(Stored data)
────────────────────────────────────────
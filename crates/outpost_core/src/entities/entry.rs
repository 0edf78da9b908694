//! Gate log entries and profile-wide operations on them.

use super::{is_unset, sync_entity};
use crate::clock;
use crate::collection::{Collection, Slot};
use crate::entity::{new_id, Document, SyncRecord};
use crate::error::CoreResult;
use crate::types::CollectionKind;
use serde::{Deserialize, Serialize};
use serde_json::{Map, Value};
use std::collections::HashSet;
use tracing::debug;

/// A vehicle or visitor passing through the gate.
#[derive(Debug, Clone, Default, PartialEq, Serialize, Deserialize)]
#[serde(default, rename_all = "camelCase")]
pub struct VehicleEntry {
    /// Record id.
    pub id: String,
    /// Name of the driver or visitor.
    pub driver_name: String,
    /// License plate, if the visitor came by vehicle.
    #[serde(skip_serializing_if = "Option::is_none")]
    pub vehicle_plate: Option<String>,
    /// Company the visitor represents.
    #[serde(skip_serializing_if = "Option::is_none")]
    pub company: Option<String>,
    /// When the visitor entered.
    #[serde(skip_serializing_if = "Option::is_none")]
    pub entry_time: Option<String>,
    /// When the visitor left; `None` while still inside.
    #[serde(skip_serializing_if = "Option::is_none")]
    pub exit_time: Option<String>,
    /// Where an imported entry came from.
    #[serde(skip_serializing_if = "Option::is_none")]
    pub origin: Option<String>,
    /// Creation stamp. Kept if already set when the entry is added.
    #[serde(skip_serializing_if = "Option::is_none")]
    pub created_at: Option<String>,
    /// Dirty flag.
    pub synced: bool,
    /// Last local mutation.
    #[serde(rename = "updated_at", skip_serializing_if = "Option::is_none")]
    pub updated_at: Option<String>,
    /// Fields this type does not model.
    #[serde(flatten)]
    pub extra: Map<String, Value>,
}

sync_entity!(VehicleEntry, CollectionKind::Entries, |entry, now| {
    if is_unset(entry.created_at.as_deref()) {
        entry.created_at = Some(now.to_owned());
    }
});

impl VehicleEntry {
    /// Creates an entry for a driver.
    pub fn new(driver_name: impl Into<String>, vehicle_plate: Option<String>) -> Self {
        Self {
            driver_name: driver_name.into(),
            vehicle_plate,
            ..Self::default()
        }
    }

    /// Returns true if this entry belongs to the profile identified by
    /// driver name and plate, compared case-insensitively. A missing plate
    /// matches the empty plate.
    #[must_use]
    pub fn matches_profile(&self, name: &str, plate: &str) -> bool {
        self.driver_name.to_lowercase() == name.to_lowercase()
            && self.vehicle_plate.as_deref().unwrap_or("").to_lowercase() == plate.to_lowercase()
    }
}

impl Collection<'_, VehicleEntry> {
    /// Appends entries from an external source.
    ///
    /// Only ids not yet present are added; existing records are never
    /// touched. Added entries are tagged with `origin` and marked dirty.
    /// Entries without an id get a fresh one. Storage is written only if
    /// something was added.
    ///
    /// Returns the number of entries added.
    ///
    /// # Errors
    ///
    /// Returns an error if the stored collection cannot be parsed or the
    /// write fails.
    pub fn import(&self, batch: Vec<VehicleEntry>, origin: &str) -> CoreResult<usize> {
        let mut current = self.load_slots()?;
        let mut known: HashSet<String> = current
            .iter()
            .filter_map(|s| s.id())
            .map(str::to_owned)
            .collect();

        let mut added = 0;
        for mut entry in batch {
            if entry.id.is_empty() {
                entry.id = new_id();
            }
            if !known.insert(entry.id.clone()) {
                continue;
            }
            entry.origin = Some(origin.to_owned());
            entry.synced = false;
            current.push(Slot::Typed(entry));
            added += 1;
        }

        if added > 0 {
            self.persist(current)?;
        }
        debug!(origin, added, "entries imported");
        Ok(added)
    }

    /// Deletes every entry of a driver profile and tombstones each one.
    ///
    /// Returns the number of entries removed.
    ///
    /// # Errors
    ///
    /// Returns an error if a write fails.
    pub fn delete_profile(&self, name: &str, plate: &str) -> CoreResult<usize> {
        let removed = self.delete_where(|e| e.matches_profile(name, plate))?;
        Ok(removed.len())
    }

    /// Applies a partial update to every entry of a driver profile.
    ///
    /// `patch` holds the JSON fields to overwrite. Ids are preserved.
    /// Matching entries are re-stamped and marked dirty. If any patched
    /// entry no longer fits the entry shape nothing is written.
    ///
    /// Returns the number of entries updated.
    ///
    /// # Errors
    ///
    /// Returns an error if the patch produces an invalid entry or the
    /// write fails.
    pub fn update_profile(
        &self,
        old_name: &str,
        old_plate: &str,
        patch: &Map<String, Value>,
    ) -> CoreResult<usize> {
        let mut entries = self.load_slots()?;
        let mut updated = 0;

        for entry in entries
            .iter_mut()
            .filter_map(Slot::as_typed_mut)
            .filter(|e| e.matches_profile(old_name, old_plate))
        {
            let mut doc = Document::from_record(&*entry)?;
            for (field, value) in patch {
                doc.insert(field.clone(), value.clone());
            }
            let mut patched: VehicleEntry = doc.into_record()?;
            patched.id = std::mem::take(&mut entry.id);
            patched.set_updated_at(clock::stamp_after(entry.updated_at.as_deref()));
            patched.synced = false;
            *entry = patched;
            updated += 1;
        }

        if updated > 0 {
            self.persist(entries)?;
        }
        Ok(updated)
    }
}

#[cfg(test)]
mod tests {
    use super::*;
    use crate::LocalDb;
    use outpost_storage::KvBackend;
    use serde_json::json;

    fn entry(id: &str, name: &str, plate: Option<&str>) -> VehicleEntry {
        VehicleEntry {
            id: id.into(),
            ..VehicleEntry::new(name, plate.map(str::to_owned))
        }
    }

    #[test]
    fn add_keeps_existing_created_at() {
        let db = LocalDb::open_in_memory();
        let mut e = VehicleEntry::new("Rita", None);
        e.created_at = Some("2023-03-01T08:00:00.000Z".into());

        let stored = db.entries().add(e).unwrap();
        assert_eq!(stored.created_at.as_deref(), Some("2023-03-01T08:00:00.000Z"));
        assert_ne!(stored.updated_at, stored.created_at);
    }

    #[test]
    fn unknown_fields_survive() {
        let db = LocalDb::open_in_memory();
        let raw = json!([{"id": "1", "driverName": "Rui", "synced": true, "badge": 42}]);
        db.store()
            .save_raw(db.entries().key(), raw.as_array().unwrap())
            .unwrap();

        let e = db.entries().get("1").unwrap();
        assert_eq!(e.extra.get("badge"), Some(&json!(42)));
        db.entries().update(e).unwrap();
        assert_eq!(db.store().load_raw(db.entries().key())[0]["badge"], json!(42));
    }

    #[test]
    fn import_is_additive_only() {
        let db = LocalDb::open_in_memory();
        let entries = db.entries();
        entries.add(entry("a", "Ana", None)).unwrap();
        entries.mark_synced(["a"]).unwrap();

        let added = entries
            .import(
                vec![
                    entry("a", "Changed", None),
                    entry("b", "Bia", Some("XYZ1234")),
                    entry("b", "Bia again", None),
                    entry("", "No id", None),
                ],
                "spreadsheet",
            )
            .unwrap();

        assert_eq!(added, 2);
        let a = entries.get("a").unwrap();
        assert_eq!(a.driver_name, "Ana");
        assert!(a.synced);
        let b = entries.get("b").unwrap();
        assert_eq!(b.origin.as_deref(), Some("spreadsheet"));
        assert!(!b.synced);
        assert_eq!(entries.count(), 3);
    }

    #[test]
    fn import_nothing_new_writes_nothing() {
        let db = LocalDb::open_in_memory();
        assert_eq!(db.entries().import(Vec::new(), "x").unwrap(), 0);
        assert!(db.store().backend().keys().unwrap().is_empty());
    }

    #[test]
    fn delete_profile_is_case_insensitive() {
        let db = LocalDb::open_in_memory();
        let entries = db.entries();
        entries.add(entry("1", "João", Some("abc1d23"))).unwrap();
        entries.add(entry("2", "JOÃO", Some("ABC1D23"))).unwrap();
        entries.add(entry("3", "João", None)).unwrap();
        entries.add(entry("4", "Maria", Some("ABC1D23"))).unwrap();

        assert_eq!(entries.delete_profile("joão", "Abc1D23").unwrap(), 2);

        let left: Vec<_> = entries.list().into_iter().map(|e| e.id).collect();
        assert_eq!(left, vec!["3", "4"]);
        let tombs: Vec<_> = db.tombstones().peek_all().into_iter().map(|t| t.id).collect();
        assert_eq!(tombs, vec!["1", "2"]);
        assert!(db
            .tombstones()
            .peek_all()
            .iter()
            .all(|t| t.table == "vehicle_entries"));
    }

    #[test]
    fn empty_plate_matches_missing_plate() {
        let db = LocalDb::open_in_memory();
        db.entries().add(entry("1", "Leo", None)).unwrap();
        assert_eq!(db.entries().delete_profile("leo", "").unwrap(), 1);
    }

    #[test]
    fn update_profile_patches_matching_entries() {
        let db = LocalDb::open_in_memory();
        let entries = db.entries();
        let first = entries.add(entry("1", "Ana", Some("AAA0000"))).unwrap();
        entries.add(entry("2", "Bia", Some("AAA0000"))).unwrap();
        entries.mark_synced(["1", "2"]).unwrap();

        let patch = json!({"driverName": "Ana Paula", "vehiclePlate": "BBB1111", "id": "hijack"});
        let n = entries
            .update_profile("ANA", "aaa0000", patch.as_object().unwrap())
            .unwrap();
        assert_eq!(n, 1);

        let updated = entries.get("1").unwrap();
        assert_eq!(updated.driver_name, "Ana Paula");
        assert_eq!(updated.vehicle_plate.as_deref(), Some("BBB1111"));
        assert!(!updated.synced);
        assert!(updated.updated_at > first.updated_at);
        assert!(entries.get("2").unwrap().synced);
    }

    #[test]
    fn update_profile_with_bad_patch_writes_nothing() {
        let db = LocalDb::open_in_memory();
        db.entries().add(entry("1", "Ana", None)).unwrap();
        let before = db.store().load_raw(db.entries().key());

        let patch = json!({"driverName": 12});
        assert!(db
            .entries()
            .update_profile("ana", "", patch.as_object().unwrap())
            .is_err());
        assert_eq!(db.store().load_raw(db.entries().key()), before);
    }

    #[test]
    fn profile_helpers_keep_records_that_do_not_decode() {
        let db = LocalDb::open_in_memory();
        let backup = json!({
            "entries": [
                {"id": "bad", "driverName": null, "synced": false},
                {"id": "1", "driverName": "Rui", "vehiclePlate": "AAA1B23"}
            ]
        });
        db.import_backup(&backup.to_string()).unwrap();
        let entries = db.entries();

        entries
            .import(vec![entry("2", "Ana", None), entry("bad", "Ana", None)], "csv")
            .unwrap();
        let patch = json!({"company": "Acme"});
        let patched = entries
            .update_profile("rui", "aaa1b23", patch.as_object().unwrap())
            .unwrap();
        assert_eq!(patched, 1);

        let raw = db.store().load_raw(entries.key());
        let ids: Vec<_> = raw.iter().map(|v| v["id"].as_str().unwrap()).collect();
        assert_eq!(ids, vec!["bad", "1", "2"]);
        assert_eq!(raw[0]["driverName"], Value::Null);
        assert_eq!(raw[0]["synced"], json!(false));
    }
}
────────────────────────────────────────
■ Task description
Beginning at the first line of the data above, retype each line until you reach the line containing "for a driver.", and include that one too. Add nothing else.

■ The completed task
filename crates/outpost_core/src/entities/entry.rs
repository 0edf78da9b908694
//! Gate log entries and profile-wide operations on them.

use super::{is_unset, sync_entity};
use crate::clock;
use crate::collection::{Collection, Slot};
use crate::entity::{new_id, Document, SyncRecord};
use crate::error::CoreResult;
use crate::types::CollectionKind;
use serde::{Deserialize, Serialize};
use serde_json::{Map, Value};
use std::collections::HashSet;
use tracing::debug;

/// A vehicle or visitor passing through the gate.
#[derive(Debug, Clone, Default, PartialEq, Serialize, Deserialize)]
#[serde(default, rename_all = "camelCase")]
pub struct VehicleEntry {
    /// Record id.
    pub id: String,
    /// Name of the driver or visitor.
    pub driver_name: String,
    /// License plate, if the visitor came by vehicle.
    #[serde(skip_serializing_if = "Option::is_none")]
    pub vehicle_plate: Option<String>,
    /// Company the visitor represents.
    #[serde(skip_serializing_if = "Option::is_none")]
    pub company: Option<String>,
    /// When the visitor entered.
    #[serde(skip_serializing_if = "Option::is_none")]
    pub entry_time: Option<String>,
    /// When the visitor left; `None` while still inside.
    #[serde(skip_serializing_if = "Option::is_none")]
    pub exit_time: Option<String>,
    /// Where an imported entry came from.
    #[serde(skip_serializing_if = "Option::is_none")]
    pub origin: Option<String>,
    /// Creation stamp. Kept if already set when the entry is added.
    #[serde(skip_serializing_if = "Option::is_none")]
    pub created_at: Option<String>,
    /// Dirty flag.
    pub synced: bool,
    /// Last local mutation.
    #[serde(rename = "updated_at", skip_serializing_if = "Option::is_none")]
    pub updated_at: Option<String>,
    /// Fields this type does not model.
    #[serde(flatten)]
    pub extra: Map<String, Value>,
}

sync_entity!(VehicleEntry, CollectionKind::Entries, |entry, now| {
    if is_unset(entry.created_at.as_deref()) {
        entry.created_at = Some(now.to_owned());
    }
});

impl VehicleEntry {
    /// Creates an entry for a driver.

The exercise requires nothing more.